Redistribution des cartes au sein de la majorité
De son côté, Fethi Chamkhi livre une analyse loin d'être incompatible: si Ennahdha a soutenu Nida Tounes sur leur projet d'indépendance des statuts de la Banque centrale, c'était en contrepartie d'un article sur la finance islamique, car "le gouvernement actuel est essentiellement soutenu par Ennahdha, désormais premier parti de la coalition, et les institutions internationales".
"Seuls Nida Tounes et Ennahdha, au sein de la majorité, ont soutenu cet article sur la finance islamique, tandis qu'Afek Tounes, l'UPL étaient contre, aux côtés d'Al Horra".
Mais le chef de file du bloc parlementaire de Nida Tounes à l'ARP conteste toutefois cette analyse, minimisant la dimension religieuse de l'article relatif à la finance islamique; pour Mohamed Fadhel Ben Omrane, "il ne s'agit que de donner à la BCT un rôle de contrôle sur les produits financiers estampillés finance islamique, l'objectif est purement commercial", avance-t-il.
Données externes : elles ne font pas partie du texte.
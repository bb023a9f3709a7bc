use std::sync::Arc;

use anyhow::Result;
use colored::Colorize;

use crate::graphql::format_date;
use crate::model::{Character, Picture};

use super::CommandContext;

pub fn handle_characters(ctx: &CommandContext, json: bool) -> Result<()> {
    let characters = ctx.catalog.characters();

    if json {
        println!("{}", serde_json::to_string_pretty(characters)?);
        return Ok(());
    }

    for character in characters {
        let pictures = ctx.catalog.pictures_of(&character.id);
        println!(
            "{} {} {}",
            format_character(character),
            "-".dimmed(),
            format!("{} picture(s)", pictures.len()).dimmed()
        );
    }
    Ok(())
}

pub fn handle_pictures(ctx: &CommandContext, json: bool) -> Result<()> {
    let pictures = ctx.catalog.pictures();

    if json {
        println!("{}", serde_json::to_string_pretty(pictures)?);
        return Ok(());
    }

    for picture in pictures {
        println!("{}", format_picture(picture));
        let cast = ctx.catalog.characters_of(picture.id()).ok();
        println!("    {}", format_cast(cast.as_deref()).dimmed());
    }
    Ok(())
}

fn format_character(character: &Character) -> String {
    match &character.alias {
        Some(alias) => format!("{} ({})", character.name.bold(), alias.magenta()),
        None => character.name.bold().to_string(),
    }
}

fn format_cast(cast: Option<&[Arc<Character>]>) -> String {
    match cast {
        Some(cast) => cast
            .iter()
            .map(|c| c.name.as_str())
            .collect::<Vec<_>>()
            .join(", "),
        None => "(no cast recorded)".to_string(),
    }
}

fn format_picture(picture: &Picture) -> String {
    let kind = format!("[{}]", picture.kind()).blue();
    let phase = format!("phase {}", picture.phase());
    let detail = match picture {
        Picture::Movie(m) => format!("{}, {}", phase, format_date(&m.release_date)),
        Picture::TvShow(t) => format!(
            "{}, {} season(s), {} episode(s)",
            phase,
            t.seasons.len(),
            t.episode_count()
        ),
    };
    format!("{} {} {}", kind, picture.title().cyan(), detail.dimmed())
}
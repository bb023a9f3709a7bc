use std::sync::Arc;

use async_graphql::{Context, EmptyMutation, EmptySubscription, Object, Schema};

use crate::config::LimitSettings;
use crate::storage::Catalog;

use super::types::*;

pub type McuSchema = Schema<QueryRoot, EmptyMutation, EmptySubscription>;

pub fn build_schema(catalog: Arc<Catalog>, limits: &LimitSettings) -> McuSchema {
    Schema::build(QueryRoot, EmptyMutation, EmptySubscription)
        .data(catalog)
        .limit_depth(limits.max_depth)
        .limit_complexity(limits.max_complexity)
        .finish()
}

pub struct QueryRoot;

#[Object]
impl QueryRoot {
    /// All characters, in table order
    async fn characters(&self, ctx: &Context<'_>) -> async_graphql::Result<Vec<Character>> {
        let catalog = ctx.data::<Arc<Catalog>>()?;
        Ok(catalog
            .characters()
            .iter()
            .cloned()
            .map(Character::from)
            .collect())
    }

    /// All movies followed by all TV shows
    async fn pictures(&self, ctx: &Context<'_>) -> async_graphql::Result<Vec<Picture>> {
        let catalog = ctx.data::<Arc<Catalog>>()?;
        Ok(catalog
            .pictures()
            .iter()
            .cloned()
            .map(Picture::from)
            .collect())
    }
}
Après ces âpres débats, l'examen du projet de loi doit encore se poursuivre. Mohamed Fadhel Ben Omrane prognostique encore quelques joutes musclées à l'ARP: "On doit encore discuter de la question du parachute doré pour le gouverneur et le vice-gouverneur. Cette fois, à Nida Tounes on est avec le Front populaire sur cela".